§ **REQUIRED ACTION**
Below is a listing. Quote from it, exactly, the lines from the one containing "pub async fn run_preflight_checks(config: &Config)" down to the one containing "if let Some(ref", both ends included, and nothing else.

§ **EXERCISE MATERIALS**
········

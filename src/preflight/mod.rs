//! Preflight checks module.

mod plex;
mod tvmaze;

use crate::models::config::Config;
use crate::Result;
use colored::Colorize;

/// Result of a preflight check.
#[derive(Debug)]
pub struct CheckResult {
    pub name: String,
    pub success: bool,
    pub message: String,
    pub hint: Option<String>,
}

impl CheckResult {
    pub fn ok(name: &str, message: &str) -> Self {
        Self {
            name: name.to_string(),
            success: true,
            message: message.to_string(),
            hint: None,
        }
    }

    pub fn fail(name: &str, message: &str, hint: &str) -> Self {
        Self {
            name: name.to_string(),
            success: false,
            message: message.to_string(),
            hint: Some(hint.to_string()),
        }
    }
}

/// Run all preflight checks.
pub async fn run_preflight_checks(config: &Config) -> Result<Vec<CheckResult>> {
    let mut results = Vec::new();

    // Check Plex
    results.push(plex::check(&config.plex).await);

    // Check TVMaze
    results.push(tvmaze::check(&config.tvmaze).await);

    Ok(results)
}

/// Whether the checks an export cannot run without passed.
///
/// TVMaze is optional: without it shows are exported with `?` counts.
pub fn required_passed(results: &[CheckResult]) -> bool {
    results
        .iter()
        .filter(|r| r.name == "Plex")
        .all(|r| r.success)
}

/// Print preflight check results.
pub fn print_results(results: &[CheckResult]) {
    for result in results {
        if result.success {
            println!(
                "{} {}: {}",
                "[OK]".green(),
                result.name.bold(),
                result.message
            );
        } else {
            println!(
                "{} {}: {}",
                "[FAIL]".red(),
                result.name.bold(),
                result.message
            );
            if let Some(ref hint) = result.hint {
                println!("  {} {}", "->".yellow(), hint);
            }
        }
    }
}

/// Check if all preflight checks passed.
pub fn all_passed(results: &[CheckResult]) -> bool {
    results.iter().all(|r| r.success)
}
//! Lookup command implementation.

use crate::core::cache::{CacheOptions, LookupCache};
use crate::core::resolver::CatalogResolver;
use crate::models::config::Config;
use crate::services::tvmaze::{ShowCatalog, TvMazeClient};
use crate::utils::format::season_header;
use crate::{Error, Result};
use colored::Colorize;
use std::sync::Arc;

/// Resolve one show and print its remote season counts.
pub async fn lookup(config: &Config, imdb: Option<&str>, title: Option<&str>) -> Result<()> {
    if imdb.is_none() && title.is_none() {
        return Err(Error::other("Give --imdb and/or --title"));
    }

    let cache = Arc::new(LookupCache::load(
        &config.cache_file(),
        CacheOptions::new(config.cache.capacity, config.cache.max_age_days),
    ));
    let catalog: Arc<dyn ShowCatalog> = Arc::new(TvMazeClient::new(&config.tvmaze)?);
    let resolver = CatalogResolver::new(catalog, Some(cache.clone()));

    let info = resolver.resolve_show(imdb, title).await;
    if let Err(e) = cache.save() {
        tracing::warn!("Failed to save lookup cache: {}", e);
    }

    let label = title.or(imdb).unwrap_or_default();
    let Some(info) = info else {
        println!("{} No TVMaze match for '{}'", "[FAIL]".red(), label);
        return Ok(());
    };

    println!("{} {}", "[OK]".green(), label.bold());
    println!("  Highest season: {}", info.total_seasons);
    for season in info.seasons.values() {
        println!(
            "  {}  {} episodes",
            season_header(season.season_number),
            season.episode_count
        );
    }
    println!("  Regular seasons: {}", info.regular_seasons().count());
    Ok(())
}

········

§ **ANSWER FOR THE TASK**
pub async fn run_preflight_checks(config: &Config) -> Result<Vec<CheckResult>> {
    let mut results = Vec::new();

    // Check Plex
    results.push(plex::check(&config.plex).await);

    // Check TVMaze
    results.push(tvmaze::check(&config.tvmaze).await);

    Ok(results)
}

/// Whether the checks an export cannot run without passed.
///
/// TVMaze is optional: without it shows are exported with `?` counts.
pub fn required_passed(results: &[CheckResult]) -> bool {
    results
        .iter()
        .filter(|r| r.name == "Plex")
        .all(|r| r.success)
}

/// Print preflight check results.
pub fn print_results(results: &[CheckResult]) {
    for result in results {
        if result.success {
            println!(
                "{} {}: {}",
                "[OK]".green(),
                result.name.bold(),
                result.message
            );
        } else {
            println!(
                "{} {}: {}",
                "[FAIL]".red(),
                result.name.bold(),
                result.message
            );
            if let Some(ref hint) = result.hint {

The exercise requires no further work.